The performance of de novo assembly software depends heavily on the sequence length, depth of sequence coverage (genome equivalents, or fold coverage), fragment size of the templates that are sequenced and the types of sequence errors specific to each technology. The situation is complicated by the range of assembly software that exists for use with second-generation technologies. For example, Newbler, produced by Roche, specifically addresses 454 read-specific error profiles. A range of assemblers are available for de novo assembly of Illumina reads, including Velvet , Abyss , SOAPdenovo  and ALLPATHS2 , each of which is designed with a different aim and functionality. As second-generation sequencing technologies are improving at different paces, both in error rate and sequence length, assembling a mixture of sequences from different technologies remains a viable strategy for sequencing genomes de novo.
Currently, few assemblers (for example, Newbler and Velvet) are able to incorporate mixtures of read types, and their accuracy remains to be assessed. An alternative approach is to combine sequence information from different technologies by using bioinformatics pipelines to assemble contigs from each sequencing technology separately, before treating them as faux reads in a combined assembly to further scaffold and close gaps [6, 7]. The final consensus sequences created in this way are mosaics of the contig sequences generated from each of the component sequencing technologies. This makes it difficult to assess accuracy as relationships between reads and contigs are typically lost during intermediate stages of these pipelines.
Draft genome assemblies vary in their quality . A highly accurate genome sequence reduces the time needed to distinguish results of real biological interest from artifacts due to misassemblies. For the human genome , the draft assembly was followed by a labor-intensive finishing phase where the assembled sequences were improved using targeted sequencing to resolve misassembled regions, close sequence gaps, and improve coverage and accuracy in sparsely covered regions of the genome. Misassemblies and gaps usually result from repeats, as well as secondary structures, underrepresented GC-rich regions or regions simply not sequenced due to a low depth sequence coverage .

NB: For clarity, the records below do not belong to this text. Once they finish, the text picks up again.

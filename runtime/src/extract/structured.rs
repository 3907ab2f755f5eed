//! Structured channel: records found by element query.

use super::fields::read_fields;
use crate::driver::{ElementHandle, PageDriver};
use crate::entity::FieldMap;
use crate::error::{HarvestError, HarvestResult};
use crate::identity::{Identity, Normalizer};
use crate::profile::{compile, RecordRule, ReferenceRule};
use crate::store::{Candidate, Channel};
use fnv::FnvHasher;
use regex::Regex;
use std::hash::Hasher;
use tracing::debug;

/// A record rule with its capture regex compiled once.
struct CompiledRule {
    rule: RecordRule,
    capture: Option<Regex>,
}

/// Reads every configured record kind from the rendered list.
pub struct StructuredReader {
    rules: Vec<CompiledRule>,
}

impl StructuredReader {
    pub fn new(rules: &[RecordRule]) -> HarvestResult<Self> {
        let rules = rules
            .iter()
            .map(|rule| {
                let capture = rule.reference.capture.as_deref().map(compile).transpose()?;
                Ok(CompiledRule {
                    rule: rule.clone(),
                    capture,
                })
            })
            .collect::<HarvestResult<Vec<_>>>()?;
        Ok(Self { rules })
    }

    /// One structured sweep over the current page.
    pub async fn read(&self, driver: &dyn PageDriver, normalizer: &Normalizer) -> Vec<Candidate> {
        let mut candidates = Vec::new();
        for compiled in &self.rules {
            let records = match driver.query_all(&compiled.rule.selector).await {
                Ok(records) => records,
                Err(e) => {
                    debug!("{}", HarvestError::extraction("structured", e));
                    continue;
                }
            };
            for record in records {
                if let Some(candidate) = self.read_record(driver, normalizer, compiled, record).await {
                    candidates.push(candidate);
                }
            }
        }
        candidates
    }

    async fn read_record(
        &self,
        driver: &dyn PageDriver,
        normalizer: &Normalizer,
        compiled: &CompiledRule,
        record: ElementHandle,
    ) -> Option<Candidate> {
        let rule = &compiled.rule;
        if let Some(require) = &rule.require {
            match driver.query_within(record, require).await {
                Ok(found) if !found.is_empty() => {}
                _ => return None,
            }
        }

        let fields = read_fields(driver, Some(record), &rule.fields).await;
        if rule
            .required_fields
            .iter()
            .any(|name| fields.get(name).map_or(true, |v| v.is_empty()))
        {
            return None;
        }

        let identity = match read_reference(driver, record, &rule.reference).await {
            Some(raw) => {
                let raw = match &compiled.capture {
                    Some(capture) => apply_capture(&raw, capture, rule.reference.template.as_deref())?,
                    None => raw,
                };
                normalizer.identity(&raw)
            }
            None => None,
        };
        let identity = match identity {
            Some(identity) => identity,
            None => fallback_identity(&fields, &rule.fallback_identity)?,
        };

        Some(Candidate {
            identity,
            fields,
            channel: Channel::Structured,
        })
    }
}

/// Raw reference attribute: on the record itself, or on the first fallback
/// selector below it that carries the attribute.
async fn read_reference(
    driver: &dyn PageDriver,
    record: ElementHandle,
    rule: &ReferenceRule,
) -> Option<String> {
    if rule.selectors.is_empty() {
        return driver
            .attribute(record, &rule.attribute)
            .await
            .ok()
            .flatten()
            .filter(|v| !v.trim().is_empty());
    }
    for selector in &rule.selectors {
        let Ok(found) = driver.query_within(record, selector).await else {
            continue;
        };
        for el in found {
            if let Ok(Some(value)) = driver.attribute(el, &rule.attribute).await {
                if !value.trim().is_empty() {
                    return Some(value);
                }
            }
        }
    }
    None
}

/// Cut group 1 out of `raw` and place it into `template` (`{1}`).
fn apply_capture(raw: &str, capture: &Regex, template: Option<&str>) -> Option<String> {
    let group = capture.captures(raw)?.get(1)?.as_str();
    Some(match template {
        Some(template) => template.replace("{1}", group),
        None => group.to_string(),
    })
}

/// Content-hash identity for records with no usable reference.
///
/// Returns `None` when every fallback field is empty.
fn fallback_identity(fields: &FieldMap, names: &[String]) -> Option<Identity> {
    let mut hasher = FnvHasher::default();
    let mut any = false;
    for name in names {
        if let Some(value) = fields.get(name).filter(|v| !v.is_empty()) {
            hasher.write(name.as_bytes());
            hasher.write(value.to_cell().as_bytes());
            any = true;
        }
        hasher.write_u8(0);
    }
    any.then(|| Identity::synthetic(hasher.finish()))
}
//! Identity-keyed dedup store.
//!
//! Entities live in an arena in first-seen order; the index maps each
//! canonical reference to its slot.

use crate::entity::{Entity, FieldMap};
use crate::identity::Identity;
use std::collections::HashMap;

/// Which channel produced a candidate.
#[derive(Debug, Clone, Copy, PartialEq, Eq, Hash)]
pub enum Channel {
    /// Structured element query.
    Structured,
    /// Free-text pattern mining.
    Text,
    /// Network payload sniffing.
    Network,
    /// Detail-page enrichment.
    Enrichment,
}

impl std::fmt::Display for Channel {
    fn fmt(&self, f: &mut std::fmt::Formatter<'_>) -> std::fmt::Result {
        match self {
            Self::Structured => write!(f, "structured"),
            Self::Text => write!(f, "text"),
            Self::Network => write!(f, "network"),
            Self::Enrichment => write!(f, "enrichment"),
        }
    }
}

/// One observation from one channel in one pass.
#[derive(Debug, Clone)]
pub struct Candidate {
    pub identity: Identity,
    pub fields: FieldMap,
    pub channel: Channel,
}

impl Candidate {
    /// Identity-only candidate (text and network channels).
    pub fn bare(identity: Identity, channel: Channel) -> Self {
        Self {
            identity,
            fields: FieldMap::new(),
            channel,
        }
    }
}

/// What folding a candidate did to the store.
#[derive(Debug, Clone, Copy, PartialEq, Eq)]
pub enum MergeOutcome {
    Inserted,
    Updated,
    Unchanged,
}

/// Set of known entities keyed by canonical reference.
#[derive(Debug, Default)]
pub struct DedupStore {
    index: HashMap<String, usize>,
    entities: Vec<Entity>,
}

impl DedupStore {
    pub fn new() -> Self {
        Self::default()
    }

    pub fn len(&self) -> usize {
        self.entities.len()
    }

    pub fn is_empty(&self) -> bool {
        self.entities.is_empty()
    }

    /// Fold one candidate in.
    ///
    /// Only the structured channel carries content; identity-only channels
    /// contribute discovery. Existing content is never regressed.
    pub fn merge(&mut self, candidate: Candidate) -> MergeOutcome {
        let Candidate {
            identity, fields, ..
        } = candidate;

        match self.index.get(&identity.reference) {
            Some(&slot) => {
                let entity = &mut self.entities[slot];
                let mut changed = false;
                if entity.identity.token.is_none() && identity.token.is_some() {
                    entity.identity.token = identity.token;
                    changed = true;
                }
                if entity.merge_fields(fields) {
                    changed = true;
                }
                if changed {
                    MergeOutcome::Updated
                } else {
                    MergeOutcome::Unchanged
                }
            }
            None => {
                let slot = self.entities.len();
                self.index.insert(identity.reference.clone(), slot);
                let mut entity = Entity::new(identity);
                entity.merge_fields(fields);
                self.entities.push(entity);
                MergeOutcome::Inserted
            }
        }
    }

    /// Fold a batch, returning how many new identities appeared.
    pub fn merge_all(&mut self, candidates: impl IntoIterator<Item = Candidate>) -> usize {
        let mut inserted = 0;
        for candidate in candidates {
            if self.merge(candidate) == MergeOutcome::Inserted {
                inserted += 1;
            }
        }
        inserted
    }

    /// Freeze into the ordered output sequence.
    pub fn into_entities(self) -> Vec<Entity> {
        self.entities
    }
}
#[async_trait]
impl PageDriver for ChromiumDriver {
    async fn navigate(&self, url: &str, timeout_ms: u64) -> Result<NavigationResult> {
        let start = Instant::now();

        let result =
            tokio::time::timeout(Duration::from_millis(timeout_ms), self.page.goto(url)).await;

        let load_time_ms = start.elapsed().as_millis() as u64;

        match result {
            Ok(Ok(_)) => {
                let remaining = Duration::from_millis(timeout_ms).saturating_sub(start.elapsed());
                if tokio::time::timeout(remaining, self.page.wait_for_navigation())
                    .await
                    .is_err()
                {
                    debug!("load of {url} still pending after {timeout_ms}ms");
                }
                let final_url = bounded("reading URL", self.page.url())
                    .await
                    .ok()
                    .flatten()
                    .map(|u| u.to_string())
                    .unwrap_or_else(|| url.to_string());
                Ok(NavigationResult {
                    final_url,
                    load_time_ms,
                })
            }
            Ok(Err(e)) => bail!("navigation failed: {e}"),
            Err(_) => bail!("navigation timed out after {timeout_ms}ms"),
        }
    }

    async fn current_url(&self) -> Result<String> {
        let url = bounded("reading URL", self.page.url())
            .await?
            .map(|u| u.to_string())
            .unwrap_or_default();
        Ok(url)
    }

    async fn query_all(&self, selector: &str) -> Result<Vec<ElementHandle>> {
        let found = bounded(&format!("query {selector}"), self.page.find_elements(selector)).await?;
        self.elements
            .lock()
            .unwrap_or_else(|e| e.into_inner())
            .clear();
        Ok(self.register(found))
    }

    async fn query_within(
        &self,
        scope: ElementHandle,
        selector: &str,
    ) -> Result<Vec<ElementHandle>> {
        let parent = self.element(scope)?;
        // Chromium reports "no node found" as an error; treat it as empty.
        let found = bounded(&format!("query {selector}"), parent.find_elements(selector))
            .await
            .unwrap_or_default();
        Ok(self.register(found))
    }

    async fn text(&self, element: ElementHandle) -> Result<String> {
        let el = self.element(element)?;
        Ok(bounded("reading text", el.inner_text()).await?.unwrap_or_default())
    }

    async fn attribute(&self, element: ElementHandle, name: &str) -> Result<Option<String>> {
        let el = self.element(element)?;
        bounded("reading attribute", el.attribute(name)).await
    }

    async fn visible(&self, element: ElementHandle) -> Result<bool> {
        let el = self.element(element)?;
        let returns = bounded(
            "visibility check",
            el.call_js_fn(
                "function() { const r = this.getBoundingClientRect(); \
                 const s = window.getComputedStyle(this); \
                 return r.width > 0 && r.height > 0 && s.visibility !== 'hidden'; }",
                false,
            ),
        )
        .await?;
        Ok(returns
            .result
            .value
            .and_then(|v| v.as_bool())
            .unwrap_or(false))
    }

    async fn count(&self, selector: &str) -> Result<usize> {
        let script = format!(
            "document.querySelectorAll('{}').length",
            sanitize_js_string(selector)
        );
        let value = self.evaluate(&script).await?;
        Ok(value.as_u64().unwrap_or(0) as usize)
    }

    async fn click(&self, element: ElementHandle) -> Result<()> {
        let el = self.element(element)?;
        bounded("click", el.click()).await?;
        Ok(())
    }

    async fn scroll_to_end(&self) -> Result<()> {
        self.evaluate(
            "(() => { const main = document.querySelector('main'); \
             if (main) { main.scrollTop = main.scrollHeight; } \
             window.scrollTo(0, document.body.scrollHeight); return true; })()",
        )
        .await?;
        Ok(())
    }

    async fn press_key(&self, key: &str) -> Result<()> {
        let body = bounded("finding body", self.page.find_element("body")).await?;
        bounded("key press", body.press_key(key)).await?;
        Ok(())
    }

    async fn wheel(&self, delta_x: f64, delta_y: f64) -> Result<()> {
        let params = DispatchMouseEventParams::builder()
            .r#type(DispatchMouseEventType::MouseWheel)
            .x(640.0)
            .y(360.0)
            .delta_x(delta_x)
            .delta_y(delta_y)
            .build()
            .map_err(|e| anyhow::anyhow!("invalid wheel event: {e}"))?;
        bounded("wheel", self.page.execute(params)).await?;
        Ok(())
    }

    async fn wait_for_selector(&self, selector: &str, timeout_ms: u64) -> Result<()> {
        let deadline = Instant::now() + Duration::from_millis(timeout_ms);
        loop {
            if self.count(selector).await.unwrap_or(0) > 0 {
                return Ok(());
            }
            if Instant::now() >= deadline {
                bail!("no element matched {selector} within {timeout_ms}ms");
            }
            tokio::time::sleep(Duration::from_millis(250)).await;
        }
    }

    async fn evaluate(&self, script: &str) -> Result<serde_json::Value> {
        let result = bounded("JS execution", self.page.evaluate(script)).await?;

        result
            .into_value()
            .map_err(|e| anyhow::anyhow!("failed to convert JS result: {e:?}"))
    }

    async fn on_network_response(&self, filter: ResponseFilter) -> Result<NetworkSubscription> {
        let mut requests = self
            .page
            .event_listener::<EventRequestWillBeSent>()
            .await
            .context("failed to listen for requests")?;
        let mut finished = self
            .page
            .event_listener::<EventLoadingFinished>()
            .await
            .context("failed to listen for finished loads")?;

        let page = self.page.clone();
        let (tx, rx) = mpsc::unbounded_channel();
        let task = tokio::spawn(async move {
            let mut pending: HashMap<String, (String, String)> = HashMap::new();
            loop {
                tokio::select! {
                    Some(event) = requests.next() => {
                        if filter.matches(&event.request.url, &event.request.method) {
                            pending.insert(
                                event.request_id.as_ref().to_string(),
                                (event.request.url.clone(), event.request.method.clone()),
                            );
                        }
                    }
                    Some(event) = finished.next() => {
                        let Some((url, method)) = pending.remove(event.request_id.as_ref()) else {
                            continue;
                        };
                        match page.execute(GetResponseBodyParams::new(event.request_id.clone())).await {
                            Ok(resp) => {
                                let body = decode_body(resp.result.body.clone(), resp.result.base64_encoded);
                                if tx.send(NetworkResponse { url, method, body }).is_err() {
                                    break;
                                }
                            }
                            Err(e) => debug!("response body unavailable for {url}: {e}"),
                        }
                    }
                    else => break,
                }
            }
        });

        let id = self.next_subscription.fetch_add(1, Ordering::Relaxed);
        self.subscriptions
            .lock()
            .unwrap_or_else(|e| e.into_inner())
            .insert(id, task);
        Ok(NetworkSubscription { id, receiver: rx })
    }

    async fn off_network_response(&self, id: u64) -> Result<()> {
        let task = self
            .subscriptions
            .lock()
            .unwrap_or_else(|e| e.into_inner())
            .remove(&id);
        match task {
            Some(task) => {
                task.abort();
                Ok(())
            }
            None => bail!("unknown network subscription {id}"),
        }
    }

    async fn new_isolated_context(&self) -> Result<Box<dyn PageDriver>> {
        let driver =
            ChromiumDriver::open(Arc::clone(&self.browser), Arc::clone(&self.active_count)).await?;
        Ok(Box::new(driver))
    }

    async fn close(self: Box<Self>) -> Result<()> {
        for (_, task) in self
            .subscriptions
            .lock()
            .unwrap_or_else(|e| e.into_inner())
            .drain()
        {
            task.abort();
        }
        self.active_count.fetch_sub(1, Ordering::Relaxed);
        let _ = self.page.clone().close().await;
        Ok(())
    }
}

The standard strategy to close gaps usually involves the design of specific oligonucleotide primers to undergo semi-automated targeted sequencing at contig ends [11, 12]. Reads are extended and manually aligned to close gaps and resolve questionable regions. Although contiguation is improved in this way, the process is labor intensive and time consuming and, as a result, expensive. The massive increases in data volumes and the small contig sizes associated with second generation sequencing data further increase the time and costs needed to advance a genome from a draft assembly to an improved or finished state .
In this study we have developed an approach - called Iterative Mapping and Assembly for Gap Elimination (IMAGE) - to raise the quality of draft assemblies towards finished, but without manual intervention, using local assemblies of reads from gap regions. The approach utilises the large number of sequences that an Illumina Genome Analyzer produces. Reads that correspond to gaps or questionable regions are identified and reassembled locally before being incorporated back into the final assembly. An advantage of a local assembly as opposed to a de novo one is that the number of reads used is only a fraction of total available reads. This reduces the complexity of regions to be assembled as well as the time and computing memory required. We demonstrate each stage of our approach and show the reassembled region can reach up to 10 kb in a simulated dataset. We demonstrate the improvement of this approach in assemblies of any read types in several ongoing genome projects up to 350 Mb.
Assessment of local assemblies in a simulated dataset
To evaluate different stages of the pipeline, we applied IMAGE to three simulated assemblies that we produced from the previously finished 4.6 Mb genome sequence of the enterobacteria Salmonella enterica serovar Paratyphi. Each assembly contained contigs of 30 kb in length, which were separated by gaps of fixed length (1, 2 or 10 kb). Simulated Illumina reads of 76 bp from either end of 300 bp fragments and with a depth of coverage of approximately 25-fold were also generated from the reference sequence. The contigs and reads were exactly the same as the original genome sequence, and the positions of the contigs and Illumina reads relative to the reference sequence were recorded so that the performance could be assessed in various ways.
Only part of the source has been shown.